Cyanovisions has been shown as a hybrid bioart and video installation that includes live cyanobacteria cultures growing in photobioreactors next to a short film on loop. An immersive photobioreactor made of 1000 feet of tubing housed the growth of Spirulina and was shown in a larger installation, and became a living set design in the creation of the short film for Cyanovisions. I created a series of bioplastics that were colored with spirulina pigment and phycocyanin and were shown in exhibitions and worn as speculative prostheses used as costume in the film. The 14-minute short film (co-directed with Jody Stillwater) begins with footage of the recent devastation from the forest fires in Northern California juxtaposed with aerial footage of algal blooms. In the visual narrative, a biohacker/scientist collects field samples from local algae blooms in the region, which are taken back to experiment on in a DIY Biology Lab. Science fact becomes science fiction as lab technicians move from routine experiments into an embodied ritual. Following this, speculative mutualisms are revealed showing humans living in symbiosis with cyanobacteria in different scenarios both peaceful, disturbing, and surreal.

Why did you make it?

We are living in precarious times, during an environmental crisis on the planet. Cyanobacteria blooms in lakes, rivers, estuaries and coasts are one of the signs that we are living out of balance with nature, and human pollution is the main cause of these proliferations of blue-green algae. When I first discovered that cyanobacteria were also the first organisms to photosynthesize on the planet, creating the atmosphere that we breathe today, I realized there is a long-standing and complex entanglement between humans, all life on the planet, and cyanobacteria. I wanted to explore this in a body of work and a visual narrative, with an ecological focus that highlights our role in affecting the environment into light. This piece hopes to shift perspectives where humans are separate from nature to a space where humans can become more conscious and symbiotic and with the environments they affect and inhabit.

How did you make it?

My initial research of cyanobacteria blooms grew out of an artist fellowship I did in Kyiv, Ukraine looking at algal blooms in the Dnipro river that dramatically affect the water quality there. With collaborators Krolikowski Art duo, we developed a photo series that positioned me as a scientist next to the river, siphoning off algae for biofuel and doing experiments in bioremediation in an outdoor laboratory. The photo series transformed into a time-based media and multimedia project. I ordered 5 different cyanobacteria cultures and grew them in my studio in Oakland, documenting their growth and the beauty of the bio-films they create. I started creating bioplastics colored by spirulina and phycocyanin, positioning them on my body to imagine new skins. With the help of architect Dasha Ortenberg, I created a large immersive photobioreactor system that circulated and grew Spirulina – that could potentially be harvested for food. All the elements of Cyanovisions were folded together like strands of DNA into a short film, co-directed by Jody Stillwater. We sculpted a beautiful visual narrative of 7 scenes in 6 different locations including real landscapes affected by climate change and a community biology laboratory.

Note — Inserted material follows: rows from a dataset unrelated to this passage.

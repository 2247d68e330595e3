//! Schema Conformance
//!
//! Compiles a family's XML Schema with libxml2 and checks document text
//! against it. libxml2's structured errors become [`SchemaViolation`]s.

use std::fmt;
use std::path::{Path, PathBuf};

use libxml::error::StructuredError;
use libxml::parser::Parser;
use libxml::schemas::{SchemaParserContext, SchemaValidationContext};
use thiserror::Error;

use crate::error::LoadError;

/// libxml2 refused to compile the schema
#[derive(Debug, Error)]
#[error("{}", display_messages(.messages))]
pub struct SchemaError {
    pub messages: Vec<String>,
}

impl From<Vec<StructuredError>> for SchemaError {
    fn from(errors: Vec<StructuredError>) -> Self {
        Self {
            messages: errors.iter().map(error_message).collect(),
        }
    }
}

fn display_messages(messages: &[String]) -> String {
    if messages.is_empty() {
        return "rejected without a reason".to_string();
    }
    messages.join("; ")
}

/// A compiled schema, ready to check documents
pub struct Schema {
    context: SchemaValidationContext,
}

impl fmt::Debug for Schema {
    fn fmt(&self, f: &mut fmt::Formatter<'_>) -> fmt::Result {
        f.debug_struct("Schema").finish_non_exhaustive()
    }
}

impl Schema {
    /// Compile schema text
    pub fn parse(text: &str) -> Result<Self, SchemaError> {
        let mut parser = SchemaParserContext::from_buffer(text);
        let context = SchemaValidationContext::from_parser(&mut parser)?;
        Ok(Self { context })
    }

    /// Read and compile a schema file
    pub fn from_file(path: &Path) -> Result<Self, LoadError> {
        let text = std::fs::read_to_string(path).map_err(|source| LoadError::Read {
            path: path.to_path_buf(),
            source,
        })?;
        Self::parse(&text).map_err(|source| LoadError::SchemaInvalid {
            path: path.to_path_buf(),
            source,
        })
    }

    /// Check document text, collecting every violation libxml2 reports.
    ///
    /// The text is expected to be well-formed already; a document libxml2
    /// cannot load is reported as a single violation.
    pub fn validate(&mut self, text: &str) -> SchemaReport {
        let doc = match Parser::default().parse_string(text) {
            Ok(doc) => doc,
            Err(err) => {
                log::warn!("libxml2 could not load the document: {:?}", err);
                return SchemaReport {
                    violations: vec![SchemaViolation {
                        tag: String::new(),
                        line: None,
                        message: format!("document could not be loaded ({:?})", err),
                    }],
                };
            }
        };

        match self.context.validate_document(&doc) {
            Ok(()) => SchemaReport::default(),
            Err(errors) => SchemaReport {
                violations: errors.iter().map(SchemaViolation::from_error).collect(),
            },
        }
    }
}

/// One place where the document departs from the schema
#[derive(Debug, Clone, PartialEq, Eq)]
pub struct SchemaViolation {
    /// Tag of the offending element, empty when libxml2 does not name one
    pub tag: String,
    pub line: Option<usize>,
    pub message: String,
}

impl SchemaViolation {
    fn from_error(error: &StructuredError) -> Self {
        let message = error_message(error);
        let tag = element_name(&message).unwrap_or_default().to_string();
        Self {
            tag,
            line: error.line.and_then(|line| usize::try_from(line).ok()),
            message,
        }
    }
}

impl fmt::Display for SchemaViolation {
    fn fmt(&self, f: &mut fmt::Formatter<'_>) -> fmt::Result {
        match self.line {
            Some(line) => write!(f, "{}: {}", line, self.message),
            None => f.write_str(&self.message),
        }
    }
}

#[derive(Debug, Clone, Default, PartialEq)]
pub struct SchemaReport {
    pub violations: Vec<SchemaViolation>,
}

impl SchemaReport {
    pub fn is_valid(&self) -> bool {
        self.violations.is_empty()
    }
}

fn error_message(error: &StructuredError) -> String {
    error
        .message
        .as_deref()
        .unwrap_or("unknown libxml2 error")
        .trim_end()
        .to_string()
}

/// Element name from a libxml2 message of the form `Element '{ns}name': ...`
fn element_name(message: &str) -> Option<&str> {
    let rest = message.strip_prefix("Element '")?;
    let (name, _) = rest.split_once('\'')?;
    name.rsplit('}').next()
}

/// Find `name` in the first directory that has it
pub fn locate_schema(name: &str, dirs: &[PathBuf]) -> Result<PathBuf, LoadError> {
    for dir in dirs {
        let candidate = dir.join(name);
        if candidate.is_file() {
            log::info!("using schema {}", candidate.display());
            return Ok(candidate);
        }
        log::debug!("schema {} not in {}", name, dir.display());
    }

    Err(LoadError::SchemaMissing {
        name: name.to_string(),
        searched: dirs.to_vec(),
    })
}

Your entry’s specification

Cyanovisions is shown as a one-channel video installation with small photobioreactor systems of nontoxic cyanobacteria growing next to it, and bioplastics. It needs a projector or TV Monitor (40” or larger if possible), speakers or headphones for the audio, a media player or HDMI cables, a pedestal for flasks or table for the photobioreactors (approximately 24” x 24” x 36” or larger) and another space to display bioplastics. I can provide glass sculptures/photobioreactor/containment systems, small tubing and pumps for aeration, bioplastic samples using agar, gelatin, or chitosan and colored by cyanobacteria, and a video file (on USB or sent digitally). Non-toxic cyanobacteria cultures can be sourced locally or shipped to the exhibition space.